The pasid presence is indicated by the IOMMU_INV_ADDR_FLAGS_PASID flag.
For instance for nested stage SMMUv3 I current performs an ARCHID (asid)
based invalidation only.
Eric
>
> struct iommu_inv_addr_info {
> #define IOMMU_INV_ADDR_FLAGS_PASID (1 << 0)
> #define IOMMU_INV_ADDR_FLAGS_ARCHID (1 << 1)
> #define IOMMU_INV_ADDR_FLAGS_LEAF (1 << 2)
> __u32 flags;
> __u32 archid;
> __u64 pasid;
> __u64 addr;
> __u64 granule_size;
> __u64 nb_granules;
> };
>
> struct iommu_inv_pasid_info {
> #define IOMMU_INV_PASID_FLAGS_PASID (1 << 0)

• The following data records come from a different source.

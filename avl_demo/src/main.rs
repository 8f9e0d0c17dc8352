//! Builds an AVL tree from the command line and prints it level by level before and after
//! deleting some keys.
//!
//! ```text
//! avl_demo --insert 10,20,30,40,50,25 --delete 50 -vv
//! ```

use std::num::ParseIntError;

use anyhow::{Context, Result};
use clap::Parser;
use thiserror::Error;
use tracing::level_filters::LevelFilter;
use tracing::{debug, info};
use tracing_subscriber::layer::SubscriberExt;
use tracing_subscriber::util::SubscriberInitExt;
use tracing_subscriber::{fmt, EnvFilter};

use avl::AVLSet;

#[derive(Parser, Debug)]
#[command(name = "avl_demo", about = "Insert and delete keys in an AVL tree, printing every level")]
struct Cli {
    /// Comma-separated keys to insert, in order
    #[arg(long, default_value = "10,20,30,40,50,25")]
    insert: String,
    /// Comma-separated keys to delete after all insertions
    #[arg(long, default_value = "50")]
    delete: String,
    /// Raise the log level (-v debug, -vv trace). `RUST_LOG` takes precedence.
    #[arg(short, long, action = clap::ArgAction::Count)]
    verbose: u8,
}

#[derive(Debug, Error, PartialEq)]
#[error("invalid key `{token}`")]
struct ParseKeysError {
    token: String,
    #[source]
    source: ParseIntError,
}

/// Parses a comma-separated list of keys. Blank entries are skipped.
fn parse_keys(list: &str) -> Result<Vec<i64>, ParseKeysError> {
    list.split(',')
        .map(str::trim)
        .filter(|token| !token.is_empty())
        .map(|token| token.parse().map_err(|source| ParseKeysError {
            token: token.to_string(),
            source,
        }))
        .collect()
}

fn setup_logging(verbosity: u8) {
    let level = match verbosity {
        0 => LevelFilter::INFO,
        1 => LevelFilter::DEBUG,
        _ => LevelFilter::TRACE,
    };

    let filter = EnvFilter::try_from_default_env()
        .unwrap_or_else(|_| EnvFilter::new(level.to_string()));

    let fmt_layer = fmt::layer()
        .with_writer(std::io::stderr)
        .with_target(true)
        .with_thread_names(false);

    tracing_subscriber::registry()
        .with(filter)
        .with(fmt_layer)
        .init();
}

fn print_tree(title: &str, set: &AVLSet<i64>) {
    println!("{}", title);
    print!("{}", set.display_levels());
    println!("In-order: {:?}", set.inorder());
    println!();
}

fn run(cli: &Cli) -> Result<()> {
    let inserts = parse_keys(&cli.insert).context("failed to parse --insert")?;
    let deletes = parse_keys(&cli.delete).context("failed to parse --delete")?;

    let mut set = AVLSet::new();
    for &key in &inserts {
        if set.insert(key) {
            debug!(key, height = set.height(), "inserted");
        } else {
            info!(key, "duplicate key ignored");
        }
    }
    set.validate().context("tree is invalid after insertions")?;
    print_tree(&format!("After inserting {:?}:", inserts), &set);

    for &key in &deletes {
        if set.remove(&key) {
            debug!(key, height = set.height(), "deleted");
        } else {
            info!(key, "key not found, nothing deleted");
        }
    }
    set.validate().context("tree is invalid after deletions")?;
    print_tree(&format!("After deleting {:?}:", deletes), &set);

    Ok(())
}

fn main() -> Result<()> {
    let cli = Cli::parse();
    setup_logging(cli.verbose);

    run(&cli)
}

#[cfg(test)]
mod tests {
    use super::*;

    #[test]
    fn verify_cli() {
        use clap::CommandFactory;
        Cli::command().debug_assert();
    }

    #[test]
    fn default_arguments() {
        let cli = Cli::parse_from(vec!["avl_demo"]);
        assert_eq!(parse_keys(&cli.insert).unwrap(), vec![10, 20, 30, 40, 50, 25]);
        assert_eq!(parse_keys(&cli.delete).unwrap(), vec![50]);
        assert_eq!(cli.verbose, 0);

        let cli = Cli::parse_from(vec!["avl_demo", "-vv", "--delete", ""]);
        assert_eq!(cli.verbose, 2);
        assert!(parse_keys(&cli.delete).unwrap().is_empty());
    }

    #[test]
    fn parse_keys_list() {
        assert_eq!(parse_keys("1, -2,3").unwrap(), vec![1, -2, 3]);
        assert_eq!(parse_keys("7,,8,").unwrap(), vec![7, 8]);
        assert!(parse_keys("").unwrap().is_empty());
    }

    #[test]
    fn parse_keys_reports_bad_token() {
        let err = parse_keys("1,two,3").unwrap_err();
        assert_eq!(err.token, "two");
        assert_eq!(err.to_string(), "invalid key `two`");

        let err = parse_keys("99999999999999999999").unwrap_err();
        assert_eq!(err.token, "99999999999999999999");
    }

    #[test]
    fn run_inserts_and_deletes() {
        let cli = Cli::parse_from(vec!["avl_demo", "--insert", "5,3,8,3", "--delete", "3,42"]);
        run(&cli).unwrap();
    }
}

> #define IOMMU_INV_PASID_FLAGS_ARCHID (1 << 1)
> __u32 flags;
> __u32 archid;
> __u64 pasid;
> };
>
> then consolidating the pasid field into generic header doesn't
> hurt. the specific handler still rely on flags to tell whether it
> is used?
>
> Thanks
> Kevin
>
Hi Alex,
Still have a direction question with you. Better get agreement with you
before heading forward.
> From: Alex Williamson <[email protected]>
> Sent: Friday, April 3, 2020 11:35 PM
[...]
> > > > + *
> > > > + * returns: 0 on success, -errno on failure.
> > > > + */
> > > > +struct vfio_iommu_type1_cache_invalidate {
> > > > + __u32 argsz;
> > > > + __u32 flags;
> > > > + struct iommu_cache_invalidate_info cache_info;
> > > > +};
> > > > +#define VFIO_IOMMU_CACHE_INVALIDATE _IO(VFIO_TYPE,
> VFIO_BASE
> > > + 24)
> > >
> > > The future extension capabilities of this ioctl worry me, I wonder if
> > > we should do another data[] with flag defining that data as CACHE_INFO.
> >
> > Can you elaborate? Does it mean with this way we don't rely on iommu
> > driver to provide version_to_size conversion and instead we just pass
> > data[] to iommu driver for further audit?
>
> No, my concern is that this ioctl has a single function, strictly tied
> to the iommu uapi. If we replace cache_info with data[] then we can
> define a flag to specify that data[] is struct
> iommu_cache_invalidate_info, and if we need to, a different flag to
> identify data[] as something else. For example if we get stuck
> expanding cache_info to meet new demands and develop a new uapi to
> solve that, how would we expand this ioctl to support it rather than
> also create a new ioctl? There's also a trade-off in making the ioctl
> usage more difficult for the user. I'd still expect the vfio layer to
> check the flag and interpret data[] as indicated by the flag rather
> than just passing a blob of opaque data to the iommu layer though.
> Thanks,
Based on your comments about defining a single ioctl and a unified
vfio structure (with a @data[] field) for pasid_alloc/free, bind/
unbind_gpasid, cache_inv. After some offline trying, I think it would
be good for bind/unbind_gpasid and cache_inv as both of them use the
iommu uapi definition. While the pasid alloc/free operation doesn't.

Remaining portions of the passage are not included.